> **Work required**:
Would you give again, exactly, the lines running from the line with "pump.abort();" to the end of the data below, both included?

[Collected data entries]
☆ ☆ ☆

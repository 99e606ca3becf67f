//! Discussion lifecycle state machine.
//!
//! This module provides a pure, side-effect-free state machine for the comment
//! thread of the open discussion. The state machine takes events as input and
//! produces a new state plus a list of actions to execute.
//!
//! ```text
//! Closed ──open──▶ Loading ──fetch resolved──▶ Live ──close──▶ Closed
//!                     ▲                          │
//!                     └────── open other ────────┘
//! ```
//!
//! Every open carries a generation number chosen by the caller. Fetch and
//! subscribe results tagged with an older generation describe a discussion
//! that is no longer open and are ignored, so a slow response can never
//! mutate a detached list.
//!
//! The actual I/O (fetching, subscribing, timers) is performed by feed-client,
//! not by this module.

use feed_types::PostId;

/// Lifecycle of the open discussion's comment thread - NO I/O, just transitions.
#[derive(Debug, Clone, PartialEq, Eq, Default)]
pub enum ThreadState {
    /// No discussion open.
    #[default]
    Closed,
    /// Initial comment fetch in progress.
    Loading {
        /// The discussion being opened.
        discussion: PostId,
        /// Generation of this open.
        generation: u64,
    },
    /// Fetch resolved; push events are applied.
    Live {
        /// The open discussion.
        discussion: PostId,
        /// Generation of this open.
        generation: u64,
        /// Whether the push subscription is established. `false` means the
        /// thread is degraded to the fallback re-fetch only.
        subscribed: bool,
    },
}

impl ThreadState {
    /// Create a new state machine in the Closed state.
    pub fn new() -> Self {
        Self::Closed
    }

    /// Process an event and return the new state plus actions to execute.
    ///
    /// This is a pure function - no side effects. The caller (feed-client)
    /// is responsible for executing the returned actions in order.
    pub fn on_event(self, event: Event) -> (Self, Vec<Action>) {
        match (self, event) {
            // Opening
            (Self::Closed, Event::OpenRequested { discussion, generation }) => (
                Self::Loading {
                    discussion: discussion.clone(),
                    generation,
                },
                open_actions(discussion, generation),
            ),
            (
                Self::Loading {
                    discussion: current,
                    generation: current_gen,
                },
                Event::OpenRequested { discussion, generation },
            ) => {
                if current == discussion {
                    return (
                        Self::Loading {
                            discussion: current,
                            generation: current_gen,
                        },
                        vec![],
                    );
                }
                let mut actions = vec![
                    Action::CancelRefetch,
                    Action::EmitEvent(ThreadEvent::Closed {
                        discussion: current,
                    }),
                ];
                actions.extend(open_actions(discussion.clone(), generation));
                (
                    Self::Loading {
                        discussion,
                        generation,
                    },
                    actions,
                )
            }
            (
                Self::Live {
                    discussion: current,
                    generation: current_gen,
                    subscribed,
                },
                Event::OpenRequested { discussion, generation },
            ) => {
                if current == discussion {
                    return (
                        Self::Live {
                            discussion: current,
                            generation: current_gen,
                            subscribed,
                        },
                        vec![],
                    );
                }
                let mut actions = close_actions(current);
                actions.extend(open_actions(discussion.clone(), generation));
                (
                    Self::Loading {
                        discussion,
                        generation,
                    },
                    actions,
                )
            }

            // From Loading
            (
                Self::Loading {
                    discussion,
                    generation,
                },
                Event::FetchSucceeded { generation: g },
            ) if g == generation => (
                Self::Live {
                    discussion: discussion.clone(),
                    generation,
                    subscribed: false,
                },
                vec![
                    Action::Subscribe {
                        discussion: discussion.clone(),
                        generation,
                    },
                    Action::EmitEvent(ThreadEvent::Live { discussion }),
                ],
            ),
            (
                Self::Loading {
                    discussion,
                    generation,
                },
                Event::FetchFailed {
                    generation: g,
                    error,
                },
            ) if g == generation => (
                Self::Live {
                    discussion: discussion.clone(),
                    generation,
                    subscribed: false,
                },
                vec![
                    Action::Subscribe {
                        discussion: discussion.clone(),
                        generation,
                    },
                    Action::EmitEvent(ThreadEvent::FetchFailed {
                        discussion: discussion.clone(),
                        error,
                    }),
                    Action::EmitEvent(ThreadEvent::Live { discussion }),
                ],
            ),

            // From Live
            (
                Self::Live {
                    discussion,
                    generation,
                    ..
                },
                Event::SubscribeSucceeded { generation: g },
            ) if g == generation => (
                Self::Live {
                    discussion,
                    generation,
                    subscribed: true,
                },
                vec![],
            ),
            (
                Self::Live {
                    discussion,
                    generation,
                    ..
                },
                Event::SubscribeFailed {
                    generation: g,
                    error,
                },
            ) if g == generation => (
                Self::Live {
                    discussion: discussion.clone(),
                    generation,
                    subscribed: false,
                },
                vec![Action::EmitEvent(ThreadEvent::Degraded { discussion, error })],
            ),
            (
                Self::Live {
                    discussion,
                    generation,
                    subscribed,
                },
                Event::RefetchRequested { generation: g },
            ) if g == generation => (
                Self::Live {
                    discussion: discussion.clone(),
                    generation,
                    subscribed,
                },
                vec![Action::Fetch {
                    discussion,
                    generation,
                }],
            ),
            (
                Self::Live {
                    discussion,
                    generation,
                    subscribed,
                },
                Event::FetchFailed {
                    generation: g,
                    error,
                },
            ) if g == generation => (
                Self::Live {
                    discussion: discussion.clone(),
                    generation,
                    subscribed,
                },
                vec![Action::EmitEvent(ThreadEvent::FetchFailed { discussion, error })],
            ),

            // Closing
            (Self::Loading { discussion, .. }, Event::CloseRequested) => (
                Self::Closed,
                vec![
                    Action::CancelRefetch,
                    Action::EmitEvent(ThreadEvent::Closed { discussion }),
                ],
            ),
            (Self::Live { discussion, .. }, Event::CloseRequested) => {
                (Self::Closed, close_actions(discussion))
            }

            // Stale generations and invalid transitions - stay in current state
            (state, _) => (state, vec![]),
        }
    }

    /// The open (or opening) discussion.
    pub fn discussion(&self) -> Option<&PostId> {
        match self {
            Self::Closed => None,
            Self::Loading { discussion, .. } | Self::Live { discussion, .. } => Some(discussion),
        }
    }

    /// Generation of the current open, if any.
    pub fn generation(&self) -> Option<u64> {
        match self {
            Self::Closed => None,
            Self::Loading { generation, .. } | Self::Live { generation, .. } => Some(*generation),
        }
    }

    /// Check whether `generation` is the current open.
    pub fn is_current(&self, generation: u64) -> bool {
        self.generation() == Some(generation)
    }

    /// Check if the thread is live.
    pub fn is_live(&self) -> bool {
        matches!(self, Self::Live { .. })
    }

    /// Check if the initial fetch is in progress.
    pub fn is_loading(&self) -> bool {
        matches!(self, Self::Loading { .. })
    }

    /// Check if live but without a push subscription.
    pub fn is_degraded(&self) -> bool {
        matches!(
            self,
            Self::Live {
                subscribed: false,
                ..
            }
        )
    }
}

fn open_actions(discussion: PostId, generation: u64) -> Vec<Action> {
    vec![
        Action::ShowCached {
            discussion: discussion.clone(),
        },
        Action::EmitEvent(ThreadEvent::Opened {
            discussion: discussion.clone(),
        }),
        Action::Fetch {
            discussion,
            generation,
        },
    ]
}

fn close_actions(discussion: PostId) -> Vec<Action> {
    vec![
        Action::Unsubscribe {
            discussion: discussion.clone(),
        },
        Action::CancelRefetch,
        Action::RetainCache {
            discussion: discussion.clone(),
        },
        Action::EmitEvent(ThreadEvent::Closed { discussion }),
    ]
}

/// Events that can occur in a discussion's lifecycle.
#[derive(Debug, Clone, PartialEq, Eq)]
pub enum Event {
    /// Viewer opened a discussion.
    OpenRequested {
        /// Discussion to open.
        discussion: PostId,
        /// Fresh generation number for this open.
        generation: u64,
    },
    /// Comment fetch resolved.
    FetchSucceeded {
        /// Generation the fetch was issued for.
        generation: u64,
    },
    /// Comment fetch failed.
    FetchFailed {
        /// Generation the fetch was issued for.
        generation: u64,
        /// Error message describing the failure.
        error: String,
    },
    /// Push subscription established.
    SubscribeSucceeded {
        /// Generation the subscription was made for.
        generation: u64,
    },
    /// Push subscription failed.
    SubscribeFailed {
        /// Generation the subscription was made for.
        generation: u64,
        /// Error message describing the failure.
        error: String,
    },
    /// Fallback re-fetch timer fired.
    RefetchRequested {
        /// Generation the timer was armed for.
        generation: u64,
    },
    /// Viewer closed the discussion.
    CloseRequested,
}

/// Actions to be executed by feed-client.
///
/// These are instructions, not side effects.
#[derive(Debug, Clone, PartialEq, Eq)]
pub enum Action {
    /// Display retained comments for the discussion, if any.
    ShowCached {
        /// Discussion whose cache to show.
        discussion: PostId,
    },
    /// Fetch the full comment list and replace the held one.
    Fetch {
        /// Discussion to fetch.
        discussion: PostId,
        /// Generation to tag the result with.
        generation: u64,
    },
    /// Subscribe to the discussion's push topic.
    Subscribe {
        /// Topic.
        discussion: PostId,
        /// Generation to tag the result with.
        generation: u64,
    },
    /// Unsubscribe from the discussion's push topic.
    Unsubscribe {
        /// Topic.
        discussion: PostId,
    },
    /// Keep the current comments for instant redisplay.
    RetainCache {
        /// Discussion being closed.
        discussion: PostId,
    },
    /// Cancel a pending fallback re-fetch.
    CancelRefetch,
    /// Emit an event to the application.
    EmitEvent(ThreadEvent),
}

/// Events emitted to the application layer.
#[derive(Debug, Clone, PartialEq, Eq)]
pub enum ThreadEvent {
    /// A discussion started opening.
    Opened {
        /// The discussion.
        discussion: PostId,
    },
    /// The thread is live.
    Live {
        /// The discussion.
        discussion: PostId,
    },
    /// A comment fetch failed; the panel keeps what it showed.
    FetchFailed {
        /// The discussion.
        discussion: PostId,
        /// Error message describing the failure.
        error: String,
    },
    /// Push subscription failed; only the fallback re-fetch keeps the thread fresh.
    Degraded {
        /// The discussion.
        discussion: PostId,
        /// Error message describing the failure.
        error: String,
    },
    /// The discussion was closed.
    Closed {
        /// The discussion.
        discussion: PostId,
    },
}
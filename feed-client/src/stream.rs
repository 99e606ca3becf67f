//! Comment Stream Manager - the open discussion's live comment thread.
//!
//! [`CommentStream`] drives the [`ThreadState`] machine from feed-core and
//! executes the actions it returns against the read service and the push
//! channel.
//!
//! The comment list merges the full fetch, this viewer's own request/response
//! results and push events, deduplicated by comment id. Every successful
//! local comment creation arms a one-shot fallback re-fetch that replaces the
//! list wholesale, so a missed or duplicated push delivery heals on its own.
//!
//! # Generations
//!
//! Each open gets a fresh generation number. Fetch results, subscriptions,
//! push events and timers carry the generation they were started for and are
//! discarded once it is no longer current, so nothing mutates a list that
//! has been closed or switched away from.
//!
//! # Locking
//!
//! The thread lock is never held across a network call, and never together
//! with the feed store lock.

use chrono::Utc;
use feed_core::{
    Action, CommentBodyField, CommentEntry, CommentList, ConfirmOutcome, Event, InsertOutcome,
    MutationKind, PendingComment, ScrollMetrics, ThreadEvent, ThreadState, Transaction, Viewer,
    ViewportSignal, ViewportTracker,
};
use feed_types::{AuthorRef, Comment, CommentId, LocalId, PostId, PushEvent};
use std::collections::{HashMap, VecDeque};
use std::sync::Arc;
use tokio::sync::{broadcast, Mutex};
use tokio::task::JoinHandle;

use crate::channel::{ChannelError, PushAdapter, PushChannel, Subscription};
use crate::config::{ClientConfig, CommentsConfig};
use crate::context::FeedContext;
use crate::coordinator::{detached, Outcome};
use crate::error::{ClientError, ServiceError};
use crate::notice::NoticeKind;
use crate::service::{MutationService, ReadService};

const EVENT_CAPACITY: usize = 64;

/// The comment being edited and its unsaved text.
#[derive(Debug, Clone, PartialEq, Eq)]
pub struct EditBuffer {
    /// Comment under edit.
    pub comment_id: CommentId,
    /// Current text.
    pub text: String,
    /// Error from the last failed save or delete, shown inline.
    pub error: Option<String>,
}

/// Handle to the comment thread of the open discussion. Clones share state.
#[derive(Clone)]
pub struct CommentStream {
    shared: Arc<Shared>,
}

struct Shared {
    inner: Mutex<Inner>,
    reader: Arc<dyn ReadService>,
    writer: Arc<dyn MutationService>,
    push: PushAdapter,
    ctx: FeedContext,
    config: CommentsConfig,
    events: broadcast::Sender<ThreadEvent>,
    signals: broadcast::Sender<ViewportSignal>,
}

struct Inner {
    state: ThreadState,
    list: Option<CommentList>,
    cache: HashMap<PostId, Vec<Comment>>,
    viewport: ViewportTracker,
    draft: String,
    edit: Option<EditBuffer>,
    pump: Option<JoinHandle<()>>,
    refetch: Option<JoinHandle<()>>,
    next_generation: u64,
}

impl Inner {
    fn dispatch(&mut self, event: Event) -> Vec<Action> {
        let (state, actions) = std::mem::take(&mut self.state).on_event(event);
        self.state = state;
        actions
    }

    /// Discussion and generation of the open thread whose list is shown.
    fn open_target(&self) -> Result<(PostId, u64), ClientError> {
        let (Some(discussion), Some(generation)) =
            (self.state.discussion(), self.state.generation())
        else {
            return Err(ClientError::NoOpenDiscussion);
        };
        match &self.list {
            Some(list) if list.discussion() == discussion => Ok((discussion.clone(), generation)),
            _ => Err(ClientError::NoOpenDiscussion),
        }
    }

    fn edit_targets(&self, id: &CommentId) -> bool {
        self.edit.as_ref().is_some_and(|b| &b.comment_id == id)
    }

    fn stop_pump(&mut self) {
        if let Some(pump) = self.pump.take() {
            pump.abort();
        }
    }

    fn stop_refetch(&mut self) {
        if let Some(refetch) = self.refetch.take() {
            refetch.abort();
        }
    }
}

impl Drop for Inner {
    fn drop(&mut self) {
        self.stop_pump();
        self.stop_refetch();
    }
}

☆ ☆ ☆

> **Result of this task**:
            pump.abort();
        }
    }

    fn stop_refetch(&mut self) {
        if let Some(refetch) = self.refetch.take() {
            refetch.abort();
        }
    }
}

impl Drop for Inner {
    fn drop(&mut self) {
        self.stop_pump();
        self.stop_refetch();
    }
}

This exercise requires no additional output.